The Davie Jones phase is Bowie emulating the Sixties pop singer of the day, before he found his own voice. Playing with entertaining albeit unrealized stylings of baroque pop, psychedelia and music hall (vaudeville), his 1967 self-titled debut, David Bowie, failed to chart and is thought of as something of a throwaway in comparison to the greatness soon to come.
Released shortly before the Apollo 11 moon landing, his breakout single, “Space Oddity,” became a U.K. hit in part because of its good timing, but it also signaled the arrival of an original voice. Fed by his drama studies in London, Bowie became intent on molding a distinct stage persona.
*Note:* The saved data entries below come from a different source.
//! SQL 参数值类型。

use std::borrow::Cow;

/// SQL 参数值。
#[derive(Debug, Clone, PartialEq)]
pub enum SqlValue {
    Null,
    Bool(bool),
    I64(i64),
    U64(u64),
    F64(f64),
    String(Cow<'static, str>),
    Bytes(Vec<u8>),
    DateTime(time::OffsetDateTime),
}

impl SqlValue {
    /// 将 `Option<T>` 映射为 `SqlValue`：`None => Null`，`Some(v) => v.into()`。
    pub fn from_option<T: Into<SqlValue>>(v: Option<T>) -> Self {
        match v {
            Some(v) => v.into(),
            None => Self::Null,
        }
    }

    pub fn is_null(&self) -> bool {
        matches!(self, Self::Null)
    }
}

impl From<()> for SqlValue {
    fn from(_: ()) -> Self {
        Self::Null
    }
}

impl From<bool> for SqlValue {
    fn from(v: bool) -> Self {
        Self::Bool(v)
    }
}

impl From<i8> for SqlValue {
    fn from(v: i8) -> Self {
        Self::I64(v as i64)
    }
}

impl From<i16> for SqlValue {
    fn from(v: i16) -> Self {
        Self::I64(v as i64)
    }
}

impl From<i32> for SqlValue {
    fn from(v: i32) -> Self {
        Self::I64(v as i64)
    }
}

impl From<i64> for SqlValue {
    fn from(v: i64) -> Self {
        Self::I64(v)
    }
}

impl From<u8> for SqlValue {
    fn from(v: u8) -> Self {
        Self::U64(v as u64)
    }
}

impl From<u16> for SqlValue {
    fn from(v: u16) -> Self {
        Self::U64(v as u64)
    }
}

impl From<u32> for SqlValue {
    fn from(v: u32) -> Self {
        Self::U64(v as u64)
    }
}

impl From<u64> for SqlValue {
    fn from(v: u64) -> Self {
        Self::U64(v)
    }
}

impl From<f32> for SqlValue {
    fn from(v: f32) -> Self {
        Self::F64(v as f64)
    }
}

impl From<f64> for SqlValue {
    fn from(v: f64) -> Self {
        Self::F64(v)
    }
}

impl From<String> for SqlValue {
    fn from(v: String) -> Self {
        Self::String(Cow::Owned(v))
    }
}

impl From<&'static str> for SqlValue {
    fn from(v: &'static str) -> Self {
        Self::String(Cow::Borrowed(v))
    }
}

impl From<Vec<u8>> for SqlValue {
    fn from(v: Vec<u8>) -> Self {
        Self::Bytes(v)
    }
}

impl From<time::OffsetDateTime> for SqlValue {
    fn from(v: time::OffsetDateTime) -> Self {
        Self::DateTime(v)
    }
}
Adopting an androgynous appearance, and frequently donning a dress on stage and in the press, the albums Space Oddity (1969, originally self-titled like his debut), The Man Who Sold the World (1970), and Hunky Dory (1971) encompass David Bowie’s first fully-realized phase.
Musically, Bowie embraces largely acoustic, folk rock stylings — though The Man Who Sold the World is notably more hard rocking, which some have called the origin of glam rock — with existential lyrics about peace, love and morality, as well as songs paying homage to the idols (Bob Dylan, Velvet Underground, Andy Warhol) he would soon stand in good company with. Containing classics like “Changes,” “Oh! You Pretty Things,” “Life on Mars?” and “Queen Bitch,” Hunky Dory is the standout album of the period – and would have defined a fine formula for continued success if David Bowie had had any interest in standing still. He didn’t.
Aware of the attention his initial success granted him, Bowie swiftly reinvented his image into something ever more radical. Consciously combining the persona of Iggy Pop and the music of Lou Reed, he invented the fictional character Ziggy Stardust, a bisexual alien rockstar, and renamed his electrified backing band The Spiders from Mars.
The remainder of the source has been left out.